Cuando se opuso a que alguien basado en el desprecio al pueblo, como el respetado y talentoso Vargas Llosa, abriera la Feria del Libro; cuando se puso del lado de Mariano Ferreira y Félix Díaz, contradiciendo al propio gobierno que integraba; o cuando criticó al Papa Francisco o  César Milani, Horacio abría los márgenes de lo posible.

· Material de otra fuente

use sea_orm_migration::prelude::*;

#[derive(DeriveMigrationName)]
pub struct Migration;

#[async_trait::async_trait]
impl MigrationTrait for Migration {
    async fn up(&self, manager: &SchemaManager) -> Result<(), DbErr> {
        // Unique natural keys
        for index in [
            unique_index("idx_programs_slug", Programs::Table, &[Programs::Slug]),
            unique_index(
                "idx_departments_slug",
                Departments::Table,
                &[Departments::Slug],
            ),
            unique_index("idx_users_email", Users::Table, &[Users::Email]),
            unique_index("idx_faculties_user_id", Faculties::Table, &[Faculties::UserId]),
            unique_index(
                "idx_students_roll_number",
                Students::Table,
                &[Students::RollNumber],
            ),
            unique_index("idx_courses_slug", Courses::Table, &[Courses::Slug]),
            unique_index("idx_clos_course_code", Clos::Table, &[Clos::CourseId, Clos::Code]),
            unique_index(
                "idx_program_outcomes_program_code",
                ProgramOutcomes::Table,
                &[ProgramOutcomes::ProgramId, ProgramOutcomes::Code],
            ),
            unique_index(
                "idx_program_specific_outcomes_program_code",
                ProgramSpecificOutcomes::Table,
                &[
                    ProgramSpecificOutcomes::ProgramId,
                    ProgramSpecificOutcomes::Code,
                ],
            ),
            unique_index(
                "idx_clo_po_mappings_pair",
                CloPoMappings::Table,
                &[CloPoMappings::CloId, CloPoMappings::PoId],
            ),
            unique_index(
                "idx_clo_pso_mappings_pair",
                CloPsoMappings::Table,
                &[CloPsoMappings::CloId, CloPsoMappings::PsoId],
            ),
            unique_index(
                "idx_course_faculties_assignment",
                CourseFaculties::Table,
                &[
                    CourseFaculties::CourseId,
                    CourseFaculties::FacultyId,
                    CourseFaculties::Semester,
                    CourseFaculties::Year,
                ],
            ),
            unique_index(
                "idx_assessment_clos_pair",
                AssessmentClos::Table,
                &[AssessmentClos::AssessmentId, AssessmentClos::CloId],
            ),
            unique_index(
                "idx_marks_student_assessment_clo",
                Marks::Table,
                &[Marks::StudentId, Marks::AssessmentId, Marks::CloId],
            ),
            unique_index(
                "idx_student_course_enrollments_term",
                StudentCourseEnrollments::Table,
                &[
                    StudentCourseEnrollments::StudentId,
                    StudentCourseEnrollments::CourseId,
                    StudentCourseEnrollments::Semester,
                    StudentCourseEnrollments::Year,
                ],
            ),
        ] {
            manager.create_index(index).await?;
        }

        // Index on assessments for the per-term marks cap lookup
        manager
            .create_index(
                Index::create()
                    .name("idx_assessments_course_term")
                    .table(Assessments::Table)
                    .col(Assessments::CourseId)
                    .col(Assessments::Semester)
                    .col(Assessments::Year)
                    .to_owned(),
            )
            .await?;

        // Index on marks.assessment_id for mark sheets
        manager
            .create_index(
                Index::create()
                    .name("idx_marks_assessment_id")
                    .table(Marks::Table)
                    .col(Marks::AssessmentId)
                    .to_owned(),
            )
            .await?;

        // Index on enrollments for course rosters
        manager
            .create_index(
                Index::create()
                    .name("idx_student_course_enrollments_course_term")
                    .table(StudentCourseEnrollments::Table)
                    .col(StudentCourseEnrollments::CourseId)
                    .col(StudentCourseEnrollments::Semester)
                    .col(StudentCourseEnrollments::Year)
                    .to_owned(),
            )
            .await?;

        // Index on course_faculties.faculty_id for workload rollups
        manager
            .create_index(
                Index::create()
                    .name("idx_course_faculties_faculty_id")
                    .table(CourseFaculties::Table)
                    .col(CourseFaculties::FacultyId)
                    .to_owned(),
            )
            .await?;

        // Index on clos.course_id
        manager
            .create_index(
                Index::create()
                    .name("idx_clos_course_id")
                    .table(Clos::Table)
                    .col(Clos::CourseId)
                    .to_owned(),
            )
            .await?;

        Ok(())
    }

    async fn down(&self, manager: &SchemaManager) -> Result<(), DbErr> {
        for name in [
            "idx_clos_course_id",
            "idx_course_faculties_faculty_id",
            "idx_student_course_enrollments_course_term",
            "idx_marks_assessment_id",
            "idx_assessments_course_term",
            "idx_student_course_enrollments_term",
            "idx_marks_student_assessment_clo",
            "idx_assessment_clos_pair",
            "idx_course_faculties_assignment",
            "idx_clo_pso_mappings_pair",
            "idx_clo_po_mappings_pair",
            "idx_program_specific_outcomes_program_code",
            "idx_program_outcomes_program_code",
            "idx_clos_course_code",
            "idx_courses_slug",
            "idx_students_roll_number",
            "idx_faculties_user_id",
            "idx_users_email",
            "idx_departments_slug",
            "idx_programs_slug",
        ] {
            manager
                .drop_index(Index::drop().name(name).to_owned())
                .await?;
        }

        Ok(())
    }
}

fn unique_index<T, C>(name: &str, table: T, cols: &[C]) -> IndexCreateStatement
where
    T: Iden + 'static,
    C: Iden + Clone + 'static,
{
    let mut index = Index::create();
    index.name(name).table(table).unique();
    for col in cols {
        index.col(col.clone());
    }
    index.to_owned()
}

#[derive(Iden, Clone)]
enum Programs {
    Table,
    Slug,
}

#[derive(Iden, Clone)]
enum Departments {
    Table,
    Slug,
}

#[derive(Iden, Clone)]
enum Users {
    Table,
    Email,
}

#[derive(Iden, Clone)]
enum Faculties {
    Table,
    UserId,
}

#[derive(Iden, Clone)]
enum Students {
    Table,
    RollNumber,
}

#[derive(Iden, Clone)]
enum Courses {
    Table,
    Slug,
}

#[derive(Iden, Clone)]
enum Clos {
    Table,
    CourseId,
    Code,
}

#[derive(Iden, Clone)]
enum ProgramOutcomes {
    Table,
    ProgramId,
    Code,
}

#[derive(Iden, Clone)]
enum ProgramSpecificOutcomes {
    Table,
    ProgramId,
    Code,
}

#[derive(Iden, Clone)]
enum CloPoMappings {
    Table,
    CloId,
    PoId,
}

#[derive(Iden, Clone)]
enum CloPsoMappings {
    Table,
    CloId,
    PsoId,
}

#[derive(Iden, Clone)]
enum CourseFaculties {
    Table,
    CourseId,
    FacultyId,
    Semester,
    Year,
}

#[derive(Iden, Clone)]
enum Assessments {
    Table,
    CourseId,
    Semester,
    Year,
}

#[derive(Iden, Clone)]
enum AssessmentClos {
    Table,
    AssessmentId,
    CloId,
}

#[derive(Iden, Clone)]
enum Marks {
    Table,
    StudentId,
    AssessmentId,
    CloId,
}

#[derive(Iden, Clone)]
enum StudentCourseEnrollments {
    Table,
    StudentId,
    CourseId,
    Semester,
    Year,
}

Y en lugar de dejar que canallescamente sea la derecha la que se haga cargo a su modo de los temas, él proponía hacerlo con la libertad más radical y apelando a lenguajes que se escurrían de lo pensable y decible en la esfera pública y mediática.

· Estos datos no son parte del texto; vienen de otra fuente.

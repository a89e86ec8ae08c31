mod common;

use common::{TERM, allocate, create_assessment, fixture, insert_course, insert_student, setup};
use database::{
    ServiceError,
    services::{
        assessment::AssessmentService,
        validation::{AssessmentProposal, MarkProposal, ValidationService},
    },
};
use sea_orm::{EntityTrait, PaginatorTrait};
use uuid::Uuid;

fn proposal(fx: &common::Fixture, kind: &str, max_marks: f64) -> AssessmentProposal {
    AssessmentProposal {
        course_id: fx.course.id,
        assessment_type: kind.into(),
        max_marks,
        semester: TERM.semester,
        year: TERM.year,
    }
}

#[tokio::test]
async fn test_assessment_dry_run_mirrors_create() {
    let db = setup().await;
    let fx = fixture(&db).await;
    create_assessment(&db, &fx, "Midterm", 60.0).await;

    let verdict = ValidationService::validate_assessment(&db, &fx.lecturer, proposal(&fx, "quiz", 50.0))
        .await
        .unwrap();
    assert!(!verdict.allowed);
    assert_eq!(verdict.marks_validation.remaining, 40.0);
    assert_eq!(verdict.marks_validation.proposed_total, 110.0);
    assert!(verdict.practical_validation.is_none());
    assert_eq!(verdict.course_credits, 4);
    assert_eq!(verdict.recommended_practical_marks, 25.0);

    let verdict = ValidationService::validate_assessment(&db, &fx.lecturer, proposal(&fx, "Practical", 25.0))
        .await
        .unwrap();
    assert!(verdict.allowed);
    assert!(verdict.practical_validation.unwrap().allowed);

    // Nothing was written by the dry runs
    let stored = database::entities::assessment::Entity::find()
        .count(&db)
        .await
        .unwrap();
    assert_eq!(stored, 1);
}

#[tokio::test]
async fn test_has_practical_reports_existing() {
    let db = setup().await;
    let fx = fixture(&db).await;

    let check = ValidationService::has_practical(&db, &fx.lecturer, fx.course.id, TERM)
        .await
        .unwrap();
    assert!(!check.has_practical);

    let created = AssessmentService::create(
        &db,
        &fx.lecturer,
        common::new_assessment(fx.course.id, "Lab", "practical", 25.0),
    )
    .await
    .unwrap();

    let check = ValidationService::has_practical(&db, &fx.colleague, fx.course.id, TERM)
        .await
        .unwrap();
    assert!(check.has_practical);
    assert_eq!(check.existing_assessment.unwrap().id, created.assessment.id);

    let verdict = ValidationService::validate_assessment(&db, &fx.lecturer, proposal(&fx, "practical", 10.0))
        .await
        .unwrap();
    assert!(!verdict.allowed);
    assert!(verdict.marks_validation.allowed);

    let err = ValidationService::has_practical(&db, &fx.outsider, fx.course.id, TERM)
        .await
        .unwrap_err();
    assert!(matches!(err, ServiceError::NotAssigned { .. }));
}

#[tokio::test]
async fn test_recommended_practical_marks_by_credits() {
    let db = setup().await;
    let fx = fixture(&db).await;
    let seminar = insert_course(&db, &fx.department, "CS590", 2).await;
    common::assign(&db, &seminar, &fx.lecturer_profile, TERM).await;

    let mut input = proposal(&fx, "quiz", 10.0);
    input.course_id = seminar.id;
    let verdict = ValidationService::validate_assessment(&db, &fx.lecturer, input)
        .await
        .unwrap();
    assert_eq!(verdict.recommended_practical_marks, 0.0);
    assert_eq!(verdict.marks_validation.max_course_marks, 50.0);
}

#[tokio::test]
async fn test_mark_dry_run() {
    let db = setup().await;
    let fx = fixture(&db).await;
    let id = create_assessment(&db, &fx, "Quiz", 20.0).await;
    allocate(&db, &fx, id, &[(0, 12.0), (1, 8.0)]).await;

    let mark = |student_id: Uuid, clo: usize, marks_obtained: f64| MarkProposal {
        assessment_id: id,
        student_id,
        clo_id: fx.clos[clo].id,
        marks_obtained,
    };

    let verdict = ValidationService::validate_marks(&db, &fx.lecturer, mark(fx.students[0].id, 0, 10.0))
        .await
        .unwrap();
    assert!(verdict.allowed);
    assert_eq!(verdict.max_marks, 12.0);

    let verdict = ValidationService::validate_marks(&db, &fx.lecturer, mark(fx.students[0].id, 0, 15.0))
        .await
        .unwrap();
    assert!(!verdict.allowed);
    assert!(verdict.enrolled);

    let stranger = insert_student(&db, &fx.department, "21CS099").await;
    let verdict = ValidationService::validate_marks(&db, &fx.lecturer, mark(stranger.id, 0, 5.0))
        .await
        .unwrap();
    assert!(!verdict.allowed);
    assert!(!verdict.enrolled);

    let err = ValidationService::validate_marks(&db, &fx.lecturer, mark(fx.students[0].id, 2, 1.0))
        .await
        .unwrap_err();
    assert!(matches!(err, ServiceError::Validation(_)));

    AssessmentService::finalize(&db, &fx.lecturer, id)
        .await
        .unwrap();
    let verdict = ValidationService::validate_marks(&db, &fx.lecturer, mark(fx.students[0].id, 0, 10.0))
        .await
        .unwrap();
    assert!(!verdict.allowed);
}
use sea_orm::entity::prelude::*;
use serde::{Deserialize, Serialize};

#[derive(Clone, Debug, PartialEq, DeriveEntityModel, Serialize, Deserialize)]
#[sea_orm(table_name = "clo_pso_mappings")]
#[serde(rename_all = "camelCase")]
pub struct Model {
    #[sea_orm(primary_key, auto_increment = false)]
    pub id: Uuid,
    pub clo_id: Uuid,
    pub pso_id: Uuid,
    /// 0 (none) to 3 (high)
    pub level: i32,
}

#[derive(Copy, Clone, Debug, EnumIter, DeriveRelation)]
pub enum Relation {
    #[sea_orm(
        belongs_to = "super::clo::Entity",
        from = "Column::CloId",
        to = "super::clo::Column::Id"
    )]
    Clo,
    #[sea_orm(
        belongs_to = "super::pso::Entity",
        from = "Column::PsoId",
        to = "super::pso::Column::Id"
    )]
    Pso,
}

impl Related<super::clo::Entity> for Entity {
    fn to() -> RelationDef {
        Relation::Clo.def()
    }
}

impl Related<super::pso::Entity> for Entity {
    fn to() -> RelationDef {
        Relation::Pso.def()
    }
}

impl ActiveModelBehavior for ActiveModel {}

¿Qué pensará Ricardo Roa, editor de Clarín que representa cabalmente la figura del converso, cuando Horacio propone hacer una valoración positiva de la guerrilla que salga del pantano del consensualismo y el arrepentimiento? ¿Qué sentirá ese viejo colaborador de la revista guevarista Nuevo Hombre cuando alguien le recuerda ese pasado, su propio pasado, diciendo que no hay que juzgarlo ni archivarlo con los parámetros de esta época? ¿Y los arrepentidos que se han ganado el cielo de los justos por abjurar de lo que hicieron? ¿Y los planificadores electorales que se encuentran con la idea de Horacio que dice que la política se hace en las calles y no en los gabinetes de especialistas? ¿Qué dirán los feligreses del peronismo frente al rescate de la figura de Cooke que González trae una y otra vez para impedir que ese nombre se cierre sobre la gestión de las penurias del presente? ¿Cómo callar a este hombre que pone en riesgo el triunfo electoral? ¿Cómo hacer para aguantar un pensamiento que denuncia la correlación entre éxito y terror?.

La palabra a destiempo incomoda. Y es digna de la historia más noble del pensamiento. Pensar es siempre hacerlo contra la época. Y para hacerlo, hace falta asumir el riesgo de la soledad, verdadero termómetro que mide la radicalidad de lo dicho. En lugar de gestionar cada palabra y cada gesto en el mercado de variedades y opiniones, para construir y proteger el propio nombre como si fuera una marca comercial, es necesario atravesar la frontera de la corrección para que el pensamiento pueda hacerse carne y empuje nuestras vidas a ser de otro modo, por fuera del cerrojo democrático y más allá del terror que todavía soportamos. Y allí, en medio de esa incomprensión, es necesario rodear estos gestos valientes de afecto y acompañamiento, construyendo amistades que nos den la fuerza para que cada vez que hablemos podamos enfrentar el miedo y decir lo que nos merecemos y es necesario que sea dicho, señalar las complicidades, nuestras propias complicidades, y proponer otra forma de la conversación y el pensamiento.